Manufacturing Prices …
Sterling has appreciated by 10% over the year. World prices, oil and basic materials are relatively flat. In February, manufacturing input costs fell by 5.7% overall. Crude oil prices fell by 11% and imported metals and materials fell by 15% and 5% respectively. Imports of parts and equipment assisted the fall, down by 7%.
Manufacturing output prices slowed to 0.5% from 0.9%. This will improve the retail inflation outlook over the short term. We haven't seen input costs fall like this since September 2009 as the UK and the world grappled with recession.

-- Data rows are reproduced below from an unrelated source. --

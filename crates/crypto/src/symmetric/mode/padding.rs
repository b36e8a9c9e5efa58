//! Padding schemes for the final block of ECB/CBC transforms.

use rand::RngCore;

use crate::error::CryptoError;

/// How the final partial block is extended to the cipher's block length.
#[derive(Debug, Clone, Copy, PartialEq, Eq)]
pub enum Padding {
    /// No padding; the caller must supply exact block multiples.
    None,
    /// Zero bytes up to the next block boundary. Not removable on decrypt
    /// (the original plaintext length is ambiguous); the decrypted output
    /// keeps the zero fill.
    Zeros,
    /// PKCS#7: each pad byte holds the pad count. Always adds 1..=block
    /// bytes, so it is unambiguous and stripped on decrypt.
    Pkcs7,
    /// ANSI X9.23: zero fill, last byte holds the pad count. Stripped on
    /// decrypt.
    AnsiX923,
    /// ISO 10126: random fill, last byte holds the pad count. Stripped on
    /// decrypt without validating the random bytes.
    Iso10126,
}

impl Padding {
    /// Whether decryption strips this padding. `None` and `Zeros` leave the
    /// decrypted final block untouched because the plaintext length cannot
    /// be recovered from them.
    pub fn strips_on_decrypt(self) -> bool {
        matches!(self, Padding::Pkcs7 | Padding::AnsiX923 | Padding::Iso10126)
    }
}

/// Extends `tail` (the bytes after the last full block, possibly empty) to
/// the padded final blocks. Returns the bytes to encrypt in place of `tail`.
pub fn apply(padding: Padding, tail: &[u8], block_len: usize) -> Result<Vec<u8>, CryptoError> {
    debug_assert!(tail.len() < block_len || padding == Padding::None);
    match padding {
        Padding::None => {
            if tail.is_empty() {
                Ok(Vec::new())
            } else {
                Err(CryptoError::InvalidPadding)
            }
        }
        Padding::Zeros => {
            if tail.is_empty() {
                Ok(Vec::new())
            } else {
                let mut padded = tail.to_vec();
                padded.resize(block_len, 0);
                Ok(padded)
            }
        }
        Padding::Pkcs7 => {
            let pad = block_len - tail.len();
            let mut padded = tail.to_vec();
            padded.resize(block_len, pad as u8);
            Ok(padded)
        }
        Padding::AnsiX923 => {
            let pad = block_len - tail.len();
            let mut padded = tail.to_vec();
            padded.resize(block_len, 0);
            padded[block_len - 1] = pad as u8;
            Ok(padded)
        }
        Padding::Iso10126 => {
            let pad = block_len - tail.len();
            let mut padded = tail.to_vec();
            padded.resize(block_len, 0);
            rand::rng().fill_bytes(&mut padded[tail.len()..]);
            padded[block_len - 1] = pad as u8;
            Ok(padded)
        }
    }
}

/// Strips padding from decrypted data, returning the plaintext length.
/// For `None` and `Zeros` the length is returned unchanged.
pub fn strip(padding: Padding, data: &[u8], block_len: usize) -> Result<usize, CryptoError> {
    if !padding.strips_on_decrypt() {
        return Ok(data.len());
    }
    if data.is_empty() || data.len() % block_len != 0 {
        return Err(CryptoError::InvalidPadding);
    }
    let pad = usize::from(data[data.len() - 1]);
    if pad == 0 || pad > block_len {
        return Err(CryptoError::InvalidPadding);
    }
    let plain_len = data.len() - pad;
    match padding {
        Padding::Pkcs7 => {
            if data[plain_len..].iter().any(|&b| usize::from(b) != pad) {
                return Err(CryptoError::InvalidPadding);
            }
        }
        Padding::AnsiX923 => {
            if data[plain_len..data.len() - 1].iter().any(|&b| b != 0) {
                return Err(CryptoError::InvalidPadding);
            }
        }
        // Random fill is not validated, only the count byte.
        Padding::Iso10126 => {}
        Padding::None | Padding::Zeros => unreachable!(),
    }
    Ok(plain_len)
}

So can it really last? World growth is increasing, world trade is growing, we still await the full recovery in Europe but it will come. Oil prices are becalmed, as the market tries to understand the implications of fracking in the USA. Commodity prices, particularly metals, copper, lead, zinc and iron ore are experiencing a market work out which reflects stock adjustment rather than supply and demand derterminants..
Sooner or later, commodity prices will turn, perhaps in the second half of the year. Fears of deflation are over played, as are the suggestions the inflation genie is back in the bottle in the UK.
Retail Sales …
UK domestic demand conditions are improving demonstrated by the strength of retail sales in the UK. Retail sales in February increased by 3.7%. Sales growth over the last three months has averaged 4.3%. Values in February increased by just 3.8%.
On line sales increased by 12% in value accounting for almost 11% of all retail sales. Food sales increased by 14% with a 4% penetration. Clothing and footwear sales were up by 15% with an 11% share.
National Accounts Data
The latest revisions to UK gross domestic product (GDP) were released on Friday. GDP is estimated to have increased by 1.7% in 2013 revised down 0.1percentage points from the previously estimated 1.8% increase.
Does this affect out outlook for the year? Not really. We have just released the GM Chamber of Commerce Quarterly Economic Outlook, in which we think growth will be around 2.9% this year. The forecast upgrade is as a result of the latest survey data and the strength of the Manchester Index®, a powerful indicator of trends in the UK economy. The late revisions will lower or forecasts for construction a little. Check out the full forecast on the GM Chamber Economics Web site.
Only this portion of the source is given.